__Activity__
Repeat each entry verbatim.

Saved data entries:
● ● ● ● ● ● ●

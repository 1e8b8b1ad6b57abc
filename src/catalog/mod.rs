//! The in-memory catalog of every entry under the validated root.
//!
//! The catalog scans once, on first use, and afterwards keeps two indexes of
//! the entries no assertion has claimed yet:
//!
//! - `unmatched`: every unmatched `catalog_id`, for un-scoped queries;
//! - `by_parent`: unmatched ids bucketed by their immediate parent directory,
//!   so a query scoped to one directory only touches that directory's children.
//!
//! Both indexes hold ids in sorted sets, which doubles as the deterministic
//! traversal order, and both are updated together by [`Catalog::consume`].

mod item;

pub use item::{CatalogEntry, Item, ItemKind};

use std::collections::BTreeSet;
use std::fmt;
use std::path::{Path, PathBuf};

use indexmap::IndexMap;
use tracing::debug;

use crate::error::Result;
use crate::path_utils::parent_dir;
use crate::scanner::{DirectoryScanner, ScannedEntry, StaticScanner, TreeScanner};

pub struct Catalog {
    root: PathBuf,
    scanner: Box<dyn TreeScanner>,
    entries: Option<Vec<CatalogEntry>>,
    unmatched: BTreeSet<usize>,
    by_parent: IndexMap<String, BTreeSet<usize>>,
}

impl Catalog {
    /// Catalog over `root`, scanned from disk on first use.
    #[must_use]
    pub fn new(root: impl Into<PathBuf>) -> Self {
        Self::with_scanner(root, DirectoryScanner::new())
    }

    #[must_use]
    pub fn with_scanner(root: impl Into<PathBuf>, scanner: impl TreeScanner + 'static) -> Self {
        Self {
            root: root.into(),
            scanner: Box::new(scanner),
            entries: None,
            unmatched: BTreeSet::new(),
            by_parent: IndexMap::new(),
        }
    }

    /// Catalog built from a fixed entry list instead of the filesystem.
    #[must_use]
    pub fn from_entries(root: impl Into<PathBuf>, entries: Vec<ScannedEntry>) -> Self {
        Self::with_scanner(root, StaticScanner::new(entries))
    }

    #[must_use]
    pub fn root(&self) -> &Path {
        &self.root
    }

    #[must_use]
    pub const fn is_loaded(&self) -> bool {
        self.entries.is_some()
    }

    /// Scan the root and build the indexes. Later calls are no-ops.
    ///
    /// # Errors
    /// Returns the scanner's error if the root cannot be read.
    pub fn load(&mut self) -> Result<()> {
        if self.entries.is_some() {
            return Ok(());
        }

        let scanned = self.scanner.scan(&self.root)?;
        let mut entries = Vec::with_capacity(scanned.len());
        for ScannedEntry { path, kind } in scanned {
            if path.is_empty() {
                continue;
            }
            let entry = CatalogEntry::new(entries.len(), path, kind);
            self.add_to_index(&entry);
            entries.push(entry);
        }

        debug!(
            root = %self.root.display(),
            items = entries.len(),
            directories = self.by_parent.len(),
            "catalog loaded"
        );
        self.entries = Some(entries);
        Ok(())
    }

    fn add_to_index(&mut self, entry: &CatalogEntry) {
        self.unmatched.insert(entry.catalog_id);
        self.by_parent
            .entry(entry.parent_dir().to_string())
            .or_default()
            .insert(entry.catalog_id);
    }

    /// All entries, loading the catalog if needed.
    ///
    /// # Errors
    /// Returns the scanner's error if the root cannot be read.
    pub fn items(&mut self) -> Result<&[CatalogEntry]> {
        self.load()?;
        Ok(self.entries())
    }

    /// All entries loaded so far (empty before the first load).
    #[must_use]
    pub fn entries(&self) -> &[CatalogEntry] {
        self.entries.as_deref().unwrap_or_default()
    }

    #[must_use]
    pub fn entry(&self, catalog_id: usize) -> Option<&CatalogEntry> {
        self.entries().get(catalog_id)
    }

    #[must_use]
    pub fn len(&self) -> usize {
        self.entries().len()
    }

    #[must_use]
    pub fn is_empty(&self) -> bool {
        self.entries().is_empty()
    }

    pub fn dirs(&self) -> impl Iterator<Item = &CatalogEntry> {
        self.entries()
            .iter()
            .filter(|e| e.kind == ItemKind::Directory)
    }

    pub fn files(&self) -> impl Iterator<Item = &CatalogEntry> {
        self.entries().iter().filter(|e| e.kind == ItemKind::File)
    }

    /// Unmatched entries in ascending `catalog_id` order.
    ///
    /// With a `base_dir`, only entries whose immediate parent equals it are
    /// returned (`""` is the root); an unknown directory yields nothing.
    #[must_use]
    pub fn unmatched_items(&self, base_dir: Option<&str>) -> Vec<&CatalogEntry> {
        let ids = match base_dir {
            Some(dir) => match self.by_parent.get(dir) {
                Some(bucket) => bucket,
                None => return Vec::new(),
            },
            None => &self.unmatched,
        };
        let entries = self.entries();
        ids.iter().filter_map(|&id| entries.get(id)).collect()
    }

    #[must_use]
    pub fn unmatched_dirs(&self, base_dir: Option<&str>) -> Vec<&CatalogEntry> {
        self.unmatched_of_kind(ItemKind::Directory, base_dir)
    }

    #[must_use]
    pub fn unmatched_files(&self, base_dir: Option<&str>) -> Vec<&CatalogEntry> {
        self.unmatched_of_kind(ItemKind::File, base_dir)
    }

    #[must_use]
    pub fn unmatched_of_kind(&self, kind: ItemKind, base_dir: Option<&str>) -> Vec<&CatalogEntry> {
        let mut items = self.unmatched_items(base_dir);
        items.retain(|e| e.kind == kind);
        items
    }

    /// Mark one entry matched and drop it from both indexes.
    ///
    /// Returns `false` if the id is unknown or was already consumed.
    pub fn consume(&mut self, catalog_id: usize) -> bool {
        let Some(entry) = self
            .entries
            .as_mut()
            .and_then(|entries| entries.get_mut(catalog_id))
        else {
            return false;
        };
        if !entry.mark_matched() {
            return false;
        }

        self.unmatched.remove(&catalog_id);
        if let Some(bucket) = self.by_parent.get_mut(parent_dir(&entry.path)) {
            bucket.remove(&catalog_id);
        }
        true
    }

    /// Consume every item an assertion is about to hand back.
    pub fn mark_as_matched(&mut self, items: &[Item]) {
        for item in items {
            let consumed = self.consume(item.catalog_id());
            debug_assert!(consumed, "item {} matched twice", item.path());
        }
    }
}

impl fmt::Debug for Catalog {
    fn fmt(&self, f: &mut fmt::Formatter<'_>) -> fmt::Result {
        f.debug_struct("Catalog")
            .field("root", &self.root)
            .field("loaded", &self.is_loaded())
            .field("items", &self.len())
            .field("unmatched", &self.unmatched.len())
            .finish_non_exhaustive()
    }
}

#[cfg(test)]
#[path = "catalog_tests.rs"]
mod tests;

● ● ● ● ● ● ●

__Response__
repository 1e8b8b1ad6b57abc
filename src/catalog/mod.rs
//! The in-memory catalog of every entry under the validated root.
//!
//! The catalog scans once, on first use, and afterwards keeps two indexes of
//! the entries no assertion has claimed yet:
//!
//! - `unmatched`: every unmatched `catalog_id`, for un-scoped queries;
//! - `by_parent`: unmatched ids bucketed by their immediate parent directory,
//!   so a query scoped to one directory only touches that directory's children.
//!
//! Both indexes hold ids in sorted sets, which doubles as the deterministic
//! traversal order, and both are updated together by [`Catalog::consume`].

mod item;

pub use item::{CatalogEntry, Item, ItemKind};

use std::collections::BTreeSet;
use std::fmt;
use std::path::{Path, PathBuf};

use indexmap::IndexMap;
use tracing::debug;

use crate::error::Result;
use crate::path_utils::parent_dir;
use crate::scanner::{DirectoryScanner, ScannedEntry, StaticScanner, TreeScanner};

pub struct Catalog {
    root: PathBuf,
    scanner: Box<dyn TreeScanner>,
    entries: Option<Vec<CatalogEntry>>,
    unmatched: BTreeSet<usize>,
    by_parent: IndexMap<String, BTreeSet<usize>>,
}

impl Catalog {
    /// Catalog over `root`, scanned from disk on first use.
    #[must_use]
    pub fn new(root: impl Into<PathBuf>) -> Self {
        Self::with_scanner(root, DirectoryScanner::new())
    }

    #[must_use]
    pub fn with_scanner(root: impl Into<PathBuf>, scanner: impl TreeScanner + 'static) -> Self {
        Self {
            root: root.into(),
            scanner: Box::new(scanner),
            entries: None,
            unmatched: BTreeSet::new(),
            by_parent: IndexMap::new(),
        }
    }

    /// Catalog built from a fixed entry list instead of the filesystem.
    #[must_use]
    pub fn from_entries(root: impl Into<PathBuf>, entries: Vec<ScannedEntry>) -> Self {
        Self::with_scanner(root, StaticScanner::new(entries))
    }

    #[must_use]
    pub fn root(&self) -> &Path {
        &self.root
    }

    #[must_use]
    pub const fn is_loaded(&self) -> bool {
        self.entries.is_some()
    }

    /// Scan the root and build the indexes. Later calls are no-ops.
    ///
    /// # Errors
    /// Returns the scanner's error if the root cannot be read.
    pub fn load(&mut self) -> Result<()> {
        if self.entries.is_some() {
            return Ok(());
        }

        let scanned = self.scanner.scan(&self.root)?;
        let mut entries = Vec::with_capacity(scanned.len());
        for ScannedEntry { path, kind } in scanned {
            if path.is_empty() {
                continue;
            }
            let entry = CatalogEntry::new(entries.len(), path, kind);
            self.add_to_index(&entry);
            entries.push(entry);
        }

        debug!(
            root = %self.root.display(),
            items = entries.len(),
            directories = self.by_parent.len(),
            "catalog loaded"
        );
        self.entries = Some(entries);
        Ok(())
    }

    fn add_to_index(&mut self, entry: &CatalogEntry) {
        self.unmatched.insert(entry.catalog_id);
        self.by_parent
            .entry(entry.parent_dir().to_string())
            .or_default()
            .insert(entry.catalog_id);
    }

    /// All entries, loading the catalog if needed.
    ///
    /// # Errors
    /// Returns the scanner's error if the root cannot be read.
    pub fn items(&mut self) -> Result<&[CatalogEntry]> {
        self.load()?;
        Ok(self.entries())
    }

    /// All entries loaded so far (empty before the first load).
    #[must_use]
    pub fn entries(&self) -> &[CatalogEntry] {
        self.entries.as_deref().unwrap_or_default()
    }

    #[must_use]
    pub fn entry(&self, catalog_id: usize) -> Option<&CatalogEntry> {
        self.entries().get(catalog_id)
    }

    #[must_use]
    pub fn len(&self) -> usize {
        self.entries().len()
    }

    #[must_use]
    pub fn is_empty(&self) -> bool {
        self.entries().is_empty()
    }

    pub fn dirs(&self) -> impl Iterator<Item = &CatalogEntry> {
        self.entries()
            .iter()
            .filter(|e| e.kind == ItemKind::Directory)
    }

    pub fn files(&self) -> impl Iterator<Item = &CatalogEntry> {
        self.entries().iter().filter(|e| e.kind == ItemKind::File)
    }

    /// Unmatched entries in ascending `catalog_id` order.
    ///
    /// With a `base_dir`, only entries whose immediate parent equals it are
    /// returned (`""` is the root); an unknown directory yields nothing.
    #[must_use]
    pub fn unmatched_items(&self, base_dir: Option<&str>) -> Vec<&CatalogEntry> {
        let ids = match base_dir {
            Some(dir) => match self.by_parent.get(dir) {
                Some(bucket) => bucket,
                None => return Vec::new(),
            },
            None => &self.unmatched,
        };
        let entries = self.entries();
        ids.iter().filter_map(|&id| entries.get(id)).collect()
    }

    #[must_use]
    pub fn unmatched_dirs(&self, base_dir: Option<&str>) -> Vec<&CatalogEntry> {
        self.unmatched_of_kind(ItemKind::Directory, base_dir)
    }

    #[must_use]
    pub fn unmatched_files(&self, base_dir: Option<&str>) -> Vec<&CatalogEntry> {
        self.unmatched_of_kind(ItemKind::File, base_dir)
    }

    #[must_use]
    pub fn unmatched_of_kind(&self, kind: ItemKind, base_dir: Option<&str>) -> Vec<&CatalogEntry> {
        let mut items = self.unmatched_items(base_dir);
        items.retain(|e| e.kind == kind);
        items
    }

    /// Mark one entry matched and drop it from both indexes.
    ///
    /// Returns `false` if the id is unknown or was already consumed.
    pub fn consume(&mut self, catalog_id: usize) -> bool {
        let Some(entry) = self
            .entries
            .as_mut()
            .and_then(|entries| entries.get_mut(catalog_id))
        else {
            return false;
        };
        if !entry.mark_matched() {
            return false;
        }

        self.unmatched.remove(&catalog_id);
        if let Some(bucket) = self.by_parent.get_mut(parent_dir(&entry.path)) {
            bucket.remove(&catalog_id);
        }
        true
    }

    /// Consume every item an assertion is about to hand back.
    pub fn mark_as_matched(&mut self, items: &[Item]) {
        for item in items {
            let consumed = self.consume(item.catalog_id());
            debug_assert!(consumed, "item {} matched twice", item.path());
        }
    }
}

impl fmt::Debug for Catalog {
    fn fmt(&self, f: &mut fmt::Formatter<'_>) -> fmt::Result {
        f.debug_struct("Catalog")
            .field("root", &self.root)
            .field("loaded", &self.is_loaded())
            .field("items", &self.len())
            .field("unmatched", &self.unmatched.len())
            .finish_non_exhaustive()
    }
}

#[cfg(test)]
#[path = "catalog_tests.rs"]
mod tests;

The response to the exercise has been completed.